L’origine de ce vote est directement traçable. Il y a six mois, l’assistant IA Grok a intégré une fonction permettant de déshabiller des adultes et même des mineurs à partir de simples photos, déclenchant un tollé mondial et l’ouverture d’une enquête européenne. La rapidité de la réponse parlementaire illustre, selon l’eurodéputée suédoise Arba Kokalari, que l’UE fait preuve « qu’elle prend au sérieux le développement de l’IA et que les politiques publiques peuvent s’adapter rapidement aux évolutions technologiques ».
L’eurodéputé irlandais Michael McNamara a exprimé l’indignation morale du texte : ces systèmes « humilier, dégrader et traiter comme des objets » leurs victimes, qui sont « en grande majorité des femmes et des enfants ». Concrètement, tout service d’IA opérant dans l’Union européenne devra, avant le 2 décembre 2026, intégrer des mécanismes techniques rendant impossible la génération de ce type de contenus, qu’il s’agisse d’images représentant des adultes ou des mineurs.
La loi IA révisée avec fermeté sur les deepfakes
Ce vote s’inscrit dans une révision plus large de la loi européenne sur l’IA, adoptée il y a deux ans, sur laquelle les 27 États membres ont obtenu un accord provisoire en mai. Il y a un contraste entre les deux parties du texte. D’une part, une interdiction claire et rapide des deepfakes sexuels, avec un calendrier précis pour l’accompagner. De l’autre, un report des obligations pesant sur les IA dites à haut risque, celles déployées dans des secteurs aussi sensibles que la santé, la sécurité ou les droits fondamentaux.

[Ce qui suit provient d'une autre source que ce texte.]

use aerobook_core::repository::CabinOccupancy;
use aerobook_core::{Booking, CabinClass, Flight};
use serde::Serialize;

/// Price of a number of seats in one cabin, in minor currency units.
#[derive(Debug, Clone, PartialEq, Eq, Serialize)]
pub struct PriceQuote {
    pub flight_number: String,
    pub cabin_class: CabinClass,
    pub unit_price: i64,
    pub passengers: u32,
    pub total: i64,
}

/// Fixed fare table lookup. Prices live on the flight; there is no
/// dynamic adjustment. Validated prices never overflow a total, so
/// saturation only shows up on rows written around `Flight::validate`.
pub struct PricingEngine;

impl PricingEngine {
    pub fn quote(flight: &Flight, cabin: CabinClass, passengers: u32) -> PriceQuote {
        let unit_price = flight.cabin_price(cabin);
        PriceQuote {
            flight_number: flight.flight_number.clone(),
            cabin_class: cabin,
            unit_price,
            passengers,
            total: unit_price.saturating_mul(i64::from(passengers)),
        }
    }

    /// Amount charged when the booking is paid: cabin price times the
    /// current passenger count.
    pub fn payment_amount(flight: &Flight, booking: &Booking) -> i64 {
        Self::quote(flight, booking.cabin_class, booking.number_of_passengers).total
    }

    /// Sold seats per cabin times that cabin's price.
    pub fn revenue(flight: &Flight, sold: &CabinOccupancy) -> i64 {
        CabinClass::ALL
            .iter()
            .map(|cabin| flight.cabin_price(*cabin).saturating_mul(i64::from(sold.get(*cabin))))
            .fold(0, i64::saturating_add)
    }
}

#[cfg(test)]
mod tests {
    use super::*;
    use aerobook_core::FlightStatus;
    use chrono::{Duration, TimeZone, Utc};

    fn flight() -> Flight {
        let dep = Utc.with_ymd_and_hms(2026, 12, 1, 9, 0, 0).unwrap();
        Flight {
            flight_number: "QR7".into(),
            departure_time: dep,
            arrival_time: dep + Duration::hours(3),
            economy_price: 100,
            business_price: 500,
            first_class_price: 1000,
            departure_airport: "DOH".into(),
            arrival_airport: "DXB".into(),
            aircraft_id: 1,
            status: FlightStatus::Scheduled,
        }
    }

    #[test]
    fn test_quote_multiplies_cabin_price() {
        let q = PricingEngine::quote(&flight(), CabinClass::Business, 2);
        assert_eq!(q.unit_price, 500);
        assert_eq!(q.total, 1000);
    }

    #[test]
    fn test_payment_amount_uses_current_passenger_count() {
        let f = flight();
        let mut booking = Booking::new_pending("QR7", None, CabinClass::First, 3, f.departure_time);
        booking.release_one_ticket();
        assert_eq!(PricingEngine::payment_amount(&f, &booking), 2000);
    }

    #[test]
    fn test_revenue() {
        let sold = CabinOccupancy {
            economy: 10,
            business: 2,
            first: 1,
        };
        assert_eq!(PricingEngine::revenue(&flight(), &sold), 1000 + 1000 + 1000);
    }

    #[test]
    fn test_oversized_price_saturates_instead_of_panicking() {
        let mut f = flight();
        f.economy_price = i64::MAX / 2 + 1;
        f.first_class_price = i64::MAX;

        assert_eq!(PricingEngine::quote(&f, CabinClass::Economy, 2).total, i64::MAX);

        let sold = CabinOccupancy {
            economy: 2,
            business: 0,
            first: 1,
        };
        assert_eq!(PricingEngine::revenue(&f, &sold), i64::MAX);
    }

    #[test]
    fn test_largest_valid_price_fits_any_passenger_count() {
        let mut f = flight();
        f.business_price = aerobook_core::flight::MAX_CABIN_PRICE;
        let q = PricingEngine::quote(&f, CabinClass::Business, u32::MAX);
        assert_eq!(q.total, aerobook_core::flight::MAX_CABIN_PRICE * i64::from(u32::MAX));
    }
}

Ces systèmes autonomes bénéficient désormais d’un délai jusqu’au 2 décembre 2027, les systèmes intégrés ayant des délais prolongés jusqu’au 2 août 2028 par rapport au calendrier initial prévu en août. Cette concession aux entreprises technologiques, motivée par la complexité de la conformité dans ces domaines, crée une irrégularité difficile à défendre : les plateformes ont moins d’un an pour bloquer les deepfakes sexuels, mais jusqu’à deux ans supplémentaires pour sécuriser l’IA qui prend des décisions sur la santé ou les libertés des citoyens européens.